New US President Joe Biden’s stimulus proposal, unveiled Thursday, was also on the minds of investors.

The $ 1.9 trillion proposal included some $ 1 trillion in direct assistance to households.

Four of the top 11 S&P were gaining ground, with real estate the biggest gain percentage with a 1% gain, while energy fell 3.2%, posting the deepest drop.

At 2:20 p.m. ET (1920 GMT), the Dow Jones Industrial Average fell 104.42 points, or 0.34%, to 30,887.1, the S&P 500 was down 18.1 points, or 0.48%, to 3,777.44 and the Nasdaq Composite fell 52.33 points, or 0.4. %, at 13,060.30.

S&P 500 company profits are expected to decline 9.5% in the last quarter of 2020 from a year ago, but are expected to rebound in 2021, with a 16.4% gain expected in the first quarter, according to the IBES data from Refinitiv.

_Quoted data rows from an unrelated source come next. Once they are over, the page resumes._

//! Media types for Docker and OCI image documents.
//!
//! Every media type string maps onto a closed set of known types. Anything
//! unrecognised (signatures, attestations, future formats) lands in
//! [`MediaType::Unknown`] and is carried through conversion untouched.

use serde::{Deserialize, Serialize};
use std::fmt;

pub const DOCKER_MANIFEST: &str = "application/vnd.docker.distribution.manifest.v2+json";
pub const DOCKER_MANIFEST_LIST: &str = "application/vnd.docker.distribution.manifest.list.v2+json";
pub const DOCKER_CONFIG: &str = "application/vnd.docker.container.image.v1+json";
pub const DOCKER_LAYER: &str = "application/vnd.docker.image.rootfs.diff.tar.gzip";
pub const DOCKER_UNCOMPRESSED_LAYER: &str = "application/vnd.docker.image.rootfs.diff.tar";

pub const OCI_MANIFEST: &str = "application/vnd.oci.image.manifest.v1+json";
pub const OCI_INDEX: &str = "application/vnd.oci.image.index.v1+json";
pub const OCI_CONFIG: &str = "application/vnd.oci.image.config.v1+json";
pub const OCI_LAYER: &str = "application/vnd.oci.image.layer.v1.tar+gzip";
pub const OCI_UNCOMPRESSED_LAYER: &str = "application/vnd.oci.image.layer.v1.tar";

/// A Docker or OCI media type.
#[derive(Debug, Clone, PartialEq, Eq, Hash, Serialize, Deserialize)]
#[serde(from = "String", into = "String")]
pub enum MediaType {
    DockerLayer,
    DockerUncompressedLayer,
    OciLayer,
    OciUncompressedLayer,
    DockerManifest,
    OciManifest,
    DockerConfig,
    OciConfig,
    DockerIndex,
    OciIndex,
    /// Any other media type, including the empty string.
    Unknown(String),
}

impl MediaType {
    pub fn as_str(&self) -> &str {
        match self {
            Self::DockerLayer => DOCKER_LAYER,
            Self::DockerUncompressedLayer => DOCKER_UNCOMPRESSED_LAYER,
            Self::OciLayer => OCI_LAYER,
            Self::OciUncompressedLayer => OCI_UNCOMPRESSED_LAYER,
            Self::DockerManifest => DOCKER_MANIFEST,
            Self::OciManifest => OCI_MANIFEST,
            Self::DockerConfig => DOCKER_CONFIG,
            Self::OciConfig => OCI_CONFIG,
            Self::DockerIndex => DOCKER_MANIFEST_LIST,
            Self::OciIndex => OCI_INDEX,
            Self::Unknown(s) => s,
        }
    }

    /// The OCI equivalent of a Docker media type.
    ///
    /// OCI types and unknown types map to themselves.
    pub fn to_oci(&self) -> MediaType {
        match self {
            Self::DockerLayer => Self::OciLayer,
            Self::DockerUncompressedLayer => Self::OciUncompressedLayer,
            Self::DockerManifest => Self::OciManifest,
            Self::DockerConfig => Self::OciConfig,
            Self::DockerIndex => Self::OciIndex,
            other => other.clone(),
        }
    }

    /// True for media types describing a single-platform image manifest.
    pub fn is_image(&self) -> bool {
        matches!(self, Self::DockerManifest | Self::OciManifest)
    }
}

impl From<&str> for MediaType {
    fn from(s: &str) -> Self {
        match s {
            DOCKER_LAYER => Self::DockerLayer,
            DOCKER_UNCOMPRESSED_LAYER => Self::DockerUncompressedLayer,
            OCI_LAYER => Self::OciLayer,
            OCI_UNCOMPRESSED_LAYER => Self::OciUncompressedLayer,
            DOCKER_MANIFEST => Self::DockerManifest,
            OCI_MANIFEST => Self::OciManifest,
            DOCKER_CONFIG => Self::DockerConfig,
            OCI_CONFIG => Self::OciConfig,
            DOCKER_MANIFEST_LIST => Self::DockerIndex,
            OCI_INDEX => Self::OciIndex,
            other => Self::Unknown(other.to_string()),
        }
    }
}

impl From<String> for MediaType {
    fn from(s: String) -> Self {
        match MediaType::from(s.as_str()) {
            Self::Unknown(_) => Self::Unknown(s),
            known => known,
        }
    }
}

impl From<MediaType> for String {
    fn from(media_type: MediaType) -> Self {
        match media_type {
            MediaType::Unknown(s) => s,
            known => known.as_str().to_string(),
        }
    }
}

impl fmt::Display for MediaType {
    fn fmt(&self, f: &mut fmt::Formatter<'_>) -> fmt::Result {
        f.write_str(self.as_str())
    }
}

/// True when a descriptor with this media type should be converted as an image.
///
/// Indexes, unknown artifacts and empty media types are not images.
pub fn is_image_media_type(media_type: &MediaType) -> bool {
    media_type.is_image()
}

#[cfg(test)]
mod tests {
    use super::*;

    #[test]
    fn test_docker_to_oci_mapping() {
        let table = [
            (DOCKER_MANIFEST, OCI_MANIFEST),
            (DOCKER_CONFIG, OCI_CONFIG),
            (DOCKER_LAYER, OCI_LAYER),
            (DOCKER_UNCOMPRESSED_LAYER, OCI_UNCOMPRESSED_LAYER),
            (DOCKER_MANIFEST_LIST, OCI_INDEX),
        ];
        for (docker, oci) in table {
            assert_eq!(MediaType::from(docker).to_oci().as_str(), oci);
        }
    }

    #[test]
    fn test_oci_and_unknown_map_to_themselves() {
        assert_eq!(MediaType::OciLayer.to_oci(), MediaType::OciLayer);
        let sig = MediaType::from("application/vnd.dev.cosign.simplesigning.v1+json");
        assert_eq!(sig.to_oci(), sig);
    }

    #[test]
    fn test_unknown_preserves_string() {
        let media_type = MediaType::from("application/vnd.in-toto+json".to_string());
        assert_eq!(
            media_type,
            MediaType::Unknown("application/vnd.in-toto+json".to_string())
        );
        assert_eq!(media_type.to_string(), "application/vnd.in-toto+json");
    }

    #[test]
    fn test_is_image_media_type() {
        assert!(is_image_media_type(&MediaType::DockerManifest));
        assert!(is_image_media_type(&MediaType::OciManifest));
        assert!(!is_image_media_type(&MediaType::DockerIndex));
        assert!(!is_image_media_type(&MediaType::OciIndex));
        assert!(!is_image_media_type(&MediaType::OciLayer));
        assert!(!is_image_media_type(&MediaType::Unknown(String::new())));
        assert!(!is_image_media_type(&MediaType::from(
            "application/vnd.in-toto+json"
        )));
    }

    #[test]
    fn test_serde_uses_wire_strings() {
        let json = serde_json::to_string(&MediaType::DockerLayer).unwrap();
        assert_eq!(json, format!("\"{}\"", DOCKER_LAYER));

        let parsed: MediaType = serde_json::from_str(&format!("\"{}\"", OCI_INDEX)).unwrap();
        assert_eq!(parsed, MediaType::OciIndex);
    }

    #[test]
    fn test_classification() {
        assert!(MediaType::DockerManifest.is_image());
        assert!(MediaType::OciManifest.is_image());
        assert!(!MediaType::DockerIndex.is_image());
        assert!(!MediaType::DockerUncompressedLayer.is_image());
    }
}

Exxon shares fell after a report said the U.S. Securities and Exchange Commission launched an investigation into the Oil Major, following a whistleblower complaint that the company was overvaluing a key asset in the prolific Permian shale oil basin.

Spotify Technology SA fell about 5.9% after Citigroup demoted its shares to “sell”.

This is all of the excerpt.